//! Dimension store: the ordered list of target dimensions plus the origin.
//!
//! The store owns its dimensions and origin outright. Reads hand out shared
//! borrows or clones; every write goes through a method here, is applied in
//! full, and only then are observers called, synchronously and in
//! subscription order.
//!
//! ## Observer channels
//!
//! | Channel | Fired by | Fires on subscribe |
//! |---|---|---|
//! | changes | every reactive mutation | no |
//! | origin | [`DimensionStore::set_origin`] | yes, if an origin exists |
//! | resize | [`DimensionStore::set_resize_state`] | yes, with the current value |
//! | focus | [`DimensionStore::set_focus_state`] | yes, with the current value |
//!
//! [`DimensionStore::clear_silent`] is the one mutation that bypasses the
//! change channel. It exists for internal resets that must not make
//! dependents recompute.

mod observers;
mod origin;

pub use observers::{SubscriptionId, Subscribers};
pub use origin::{OriginCell, OriginWait};

use crate::types::{ImageDimension, ImageFormat, aspect_ratio};
use thiserror::Error;
use tracing::{debug, warn};

#[derive(Error, Debug, Clone, PartialEq, Eq)]
pub enum StoreError {
    #[error("Store was reset while waiting for the origin")]
    OriginWaitCancelled,
}

/// What a reactive mutation did, passed to change subscribers.
#[derive(Debug, Clone, PartialEq, Eq)]
pub enum StoreChange {
    Added { id: String },
    Removed { id: String },
    Updated { id: String },
    Cleared,
    OriginSet { id: String },
    Reset,
}

/// Everything but the id, which the store assigns.
#[derive(Debug, Clone, PartialEq)]
pub struct NewDimension {
    pub filename: String,
    pub width: u32,
    pub height: u32,
    pub image_format: ImageFormat,
    /// Defaults to 80 when absent.
    pub quality: Option<u8>,
}

impl NewDimension {
    pub fn new(filename: impl Into<String>, width: u32, height: u32, image_format: ImageFormat) -> Self {
        Self {
            filename: filename.into(),
            width,
            height,
            image_format,
            quality: None,
        }
    }
}

/// Partial update. `aspect_ratio` only changes when set explicitly.
#[derive(Debug, Clone, Default, PartialEq)]
pub struct DimensionPatch {
    pub filename: Option<String>,
    pub width: Option<u32>,
    pub height: Option<u32>,
    pub aspect_ratio: Option<f64>,
    pub image_format: Option<ImageFormat>,
    pub quality: Option<u8>,
}

impl DimensionPatch {
    fn apply(self, dim: &mut ImageDimension) {
        if let Some(filename) = self.filename {
            dim.filename = filename;
        }
        if let Some(width) = self.width {
            dim.width = width;
        }
        if let Some(height) = self.height {
            dim.height = height;
        }
        if let Some(ratio) = self.aspect_ratio {
            dim.aspect_ratio = ratio;
        }
        if let Some(format) = self.image_format {
            dim.image_format = format;
        }
        if let Some(quality) = self.quality {
            dim.quality = quality;
        }
    }
}

#[derive(Debug, Default)]
pub struct DimensionStore {
    dimensions: Vec<ImageDimension>,
    origin: OriginCell,
    next_id: u64,
    changes: Subscribers<StoreChange>,
    resize_state: Option<ImageDimension>,
    resize_subscribers: Subscribers<Option<ImageDimension>>,
    focus_state: Option<ImageDimension>,
    focus_subscribers: Subscribers<Option<ImageDimension>>,
}

impl DimensionStore {
    pub fn new() -> Self {
        Self::default()
    }

    fn generate_id(&mut self, is_origin: bool) -> String {
        self.next_id += 1;
        if is_origin {
            format!("dimension-origin-{}", self.next_id)
        } else {
            format!("dimension-{}", self.next_id)
        }
    }

    fn index_of(&self, id: &str) -> Option<usize> {
        self.dimensions
            .iter()
            .position(|dim| dim.id.as_deref() == Some(id))
    }

    // ------------------------------------------------------------------
    // Dimensions
    // ------------------------------------------------------------------

    /// Append a dimension and return it with its assigned id.
    pub fn add(&mut self, new: NewDimension) -> ImageDimension {
        let id = self.generate_id(false);
        let dimension = ImageDimension {
            id: Some(id.clone()),
            aspect_ratio: aspect_ratio(new.width, new.height),
            filename: new.filename,
            width: new.width,
            height: new.height,
            image_format: new.image_format,
            quality: new.quality.unwrap_or(crate::types::DEFAULT_QUALITY),
        };
        self.dimensions.push(dimension.clone());
        debug!(id = %id, filename = %dimension.filename, "added dimension");
        self.changes.notify(&StoreChange::Added { id });
        dimension
    }

    pub fn remove(&mut self, id: &str) -> bool {
        match self.index_of(id) {
            Some(index) => self.remove_at(index),
            None => {
                warn!(id, "dimension not found");
                false
            }
        }
    }

    pub fn remove_at(&mut self, index: usize) -> bool {
        if index >= self.dimensions.len() {
            warn!(index, "invalid dimension index");
            return false;
        }
        let removed = self.dimensions.remove(index);
        let id = removed.id.unwrap_or_default();
        debug!(id = %id, index, "removed dimension");
        self.changes.notify(&StoreChange::Removed { id });
        true
    }

    pub fn get(&self, id: &str) -> Option<&ImageDimension> {
        self.index_of(id).map(|index| &self.dimensions[index])
    }

    pub fn get_at(&self, index: usize) -> Option<&ImageDimension> {
        self.dimensions.get(index)
    }

    pub fn get_all(&self) -> &[ImageDimension] {
        &self.dimensions
    }

    pub fn get_first(&self) -> Option<&ImageDimension> {
        self.dimensions.first()
    }

    pub fn get_last(&self) -> Option<&ImageDimension> {
        self.dimensions.last()
    }

    pub fn get_origin_and_all(&self) -> (Option<&ImageDimension>, &[ImageDimension]) {
        (self.origin.get(), &self.dimensions)
    }

    pub fn update(&mut self, id: &str, patch: DimensionPatch) -> bool {
        match self.index_of(id) {
            Some(index) => self.update_at(index, patch),
            None => {
                warn!(id, "dimension not found for update");
                false
            }
        }
    }

    pub fn update_at(&mut self, index: usize, patch: DimensionPatch) -> bool {
        let Some(dim) = self.dimensions.get_mut(index) else {
            warn!(index, "invalid dimension index for update");
            return false;
        };
        patch.apply(dim);
        let id = dim.id.clone().unwrap_or_default();
        debug!(id = %id, index, "updated dimension");
        self.changes.notify(&StoreChange::Updated { id });
        true
    }

    /// Remove every dimension and notify change subscribers.
    pub fn clear(&mut self) {
        self.dimensions.clear();
        debug!("cleared all dimensions");
        self.changes.notify(&StoreChange::Cleared);
    }

    /// Remove every dimension without notifying anyone.
    pub fn clear_silent(&mut self) {
        self.dimensions.clear();
        debug!("cleared dimensions silently");
    }

    pub fn len(&self) -> usize {
        self.dimensions.len()
    }

    pub fn is_empty(&self) -> bool {
        self.dimensions.is_empty()
    }

    pub fn iter(&self) -> std::slice::Iter<'_, ImageDimension> {
        self.dimensions.iter()
    }

    // ------------------------------------------------------------------
    // Origin
    // ------------------------------------------------------------------

    /// Store a copy of `dimension` as the origin, keeping its id or
    /// assigning an origin id, and return the stored copy.
    ///
    /// Pending [`await_origin`](Self::await_origin) futures resolve, then
    /// origin watchers run, then change subscribers.
    pub fn set_origin(&mut self, dimension: &ImageDimension) -> ImageDimension {
        let mut origin = dimension.clone();
        let id = match origin.id.clone() {
            Some(id) => id,
            None => self.generate_id(true),
        };
        origin.id = Some(id.clone());
        debug!(id = %id, width = origin.width, height = origin.height, "set origin");
        self.origin.set(origin.clone());
        self.changes.notify(&StoreChange::OriginSet { id });
        origin
    }

    pub fn get_origin(&self) -> Option<&ImageDimension> {
        self.origin.get()
    }

    /// Copy the first dimension into the origin. No-op on an empty store.
    pub fn sync_origin_with_first(&mut self) -> Option<ImageDimension> {
        let first = self.dimensions.first()?.clone();
        Some(self.set_origin(&first))
    }

    /// Resolves with the current origin, or with the next one set.
    pub fn await_origin(&mut self) -> OriginWait {
        self.origin.wait()
    }

    /// Call `callback` with the current origin (if any) and on every change.
    pub fn subscribe_to_origin_changes(
        &mut self,
        callback: impl FnMut(&ImageDimension) + Send + 'static,
    ) -> SubscriptionId {
        self.origin.watch(callback)
    }

    pub fn unsubscribe_from_origin_changes(&mut self, id: SubscriptionId) -> bool {
        self.origin.unwatch(id)
    }

    // ------------------------------------------------------------------
    // Change, resize and focus channels
    // ------------------------------------------------------------------

    pub fn subscribe_to_changes(
        &mut self,
        callback: impl FnMut(&StoreChange) + Send + 'static,
    ) -> SubscriptionId {
        self.changes.subscribe(callback)
    }

    pub fn unsubscribe_from_changes(&mut self, id: SubscriptionId) -> bool {
        self.changes.unsubscribe(id)
    }

    pub fn subscribe_to_resize(
        &mut self,
        mut callback: impl FnMut(&Option<ImageDimension>) + Send + 'static,
    ) -> SubscriptionId {
        callback(&self.resize_state);
        self.resize_subscribers.subscribe(callback)
    }

    pub fn unsubscribe_from_resize(&mut self, id: SubscriptionId) -> bool {
        self.resize_subscribers.unsubscribe(id)
    }

    /// Record which dimension is being resized; `None` ends the resize.
    pub fn set_resize_state(&mut self, dimension: Option<ImageDimension>) {
        self.resize_state = dimension;
        self.resize_subscribers.notify(&self.resize_state);
    }

    pub fn resize_state(&self) -> Option<&ImageDimension> {
        self.resize_state.as_ref()
    }

    pub fn subscribe_to_focus(
        &mut self,
        mut callback: impl FnMut(&Option<ImageDimension>) + Send + 'static,
    ) -> SubscriptionId {
        callback(&self.focus_state);
        self.focus_subscribers.subscribe(callback)
    }

    pub fn unsubscribe_from_focus(&mut self, id: SubscriptionId) -> bool {
        self.focus_subscribers.unsubscribe(id)
    }

    /// Record which dimension has focus; `None` clears it.
    pub fn set_focus_state(&mut self, dimension: Option<ImageDimension>) {
        self.focus_state = dimension;
        self.focus_subscribers.notify(&self.focus_state);
    }

    pub fn focus_state(&self) -> Option<&ImageDimension> {
        self.focus_state.as_ref()
    }

    /// Drop all dimensions and the origin. Pending origin waiters resolve
    /// with [`StoreError::OriginWaitCancelled`] and origin watchers are
    /// removed; change subscribers see [`StoreChange::Reset`].
    pub fn reset(&mut self) {
        self.dimensions.clear();
        self.origin.reset();
        debug!("reset dimension store");
        self.changes.notify(&StoreChange::Reset);
    }
}

impl<'a> IntoIterator for &'a DimensionStore {
    type Item = &'a ImageDimension;
    type IntoIter = std::slice::Iter<'a, ImageDimension>;

    fn into_iter(self) -> Self::IntoIter {
        self.iter()
    }
}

☆ ☆ ☆ ☆

What is needed is a single figure, the number of lines in the entries above that contain "channels".

2